> [Description of the task] Filter the entries for the string "MockChatModel". Copy each line that has it.

━━━ Data to process ━━━

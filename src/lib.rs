pub mod assistant;
pub mod cities;
pub mod config;
pub mod error;
pub mod llm;
pub mod testing;
pub mod tools;
pub mod weather;

pub mod prelude {
    pub use crate::assistant::{AssistantConfig, NO_TOOL_CALL_REPLY, WeatherAssistant};
    pub use crate::cities::CityExtractor;
    pub use crate::config::Config;
    pub use crate::error::Result;
    pub use crate::llm::{ChatModel, OpenAiChatModel};
    pub use crate::weather::{OpenWeatherClient, Unit, WeatherProvider};
}
//! 测试基础设施
//!
//! 在不依赖真实 LLM / 天气服务的情况下测试 skywise 各组件。
//!
//! | 类型 | 用途 |
//! |------|------|
//! | [`MockChatModel`] | 替代真实模型，按顺序返回预设的文本或工具调用 |
//! | [`MockWeatherProvider`] | 替代 OpenWeatherMap，按地点返回预设记录 |
//!
//! - **零网络请求**：所有 Mock 都完全在内存中运行
//! - **可观测**：`call_count()` / `last_request()` / `calls()` 检查调用情况
//!
//! ```rust
//! use skywise::assistant::{AssistantConfig, WeatherAssistant};
//! use skywise::testing::{MockChatModel, MockWeatherProvider};
//! use std::sync::Arc;
//!
//! # #[tokio::main]
//! # async fn main() {
//! let model = Arc::new(
//!     MockChatModel::new()
//!         .with_tool_call("call_1", "get_current_weather", r#"{"location":"Colombo"}"#)
//!         .with_text("Hot and humid in Colombo."),
//! );
//! let provider = Arc::new(MockWeatherProvider::new().with_current(
//!     "Colombo",
//!     MockWeatherProvider::record("Colombo", "clear sky", 32.0, 85.0, 5.0),
//! ));
//!
//! let mut assistant = WeatherAssistant::new(AssistantConfig::new(), model, provider);
//! let answer = assistant.ask("What's the weather in Colombo?").await.unwrap();
//! assert_eq!(answer, "Hot and humid in Colombo. ☀️ 🔥 💦");
//! # }
//! ```

mod mock_llm;
mod mock_weather;

pub use mock_llm::{MockChatModel, RecordedRequest};
pub use mock_weather::{MockWeatherProvider, WeatherCall};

━━━

> [Solution for this task]
//! | [`MockChatModel`] | 替代真实模型，按顺序返回预设的文本或工具调用 |
//! use skywise::testing::{MockChatModel, MockWeatherProvider};
//!     MockChatModel::new()
pub use mock_llm::{MockChatModel, RecordedRequest};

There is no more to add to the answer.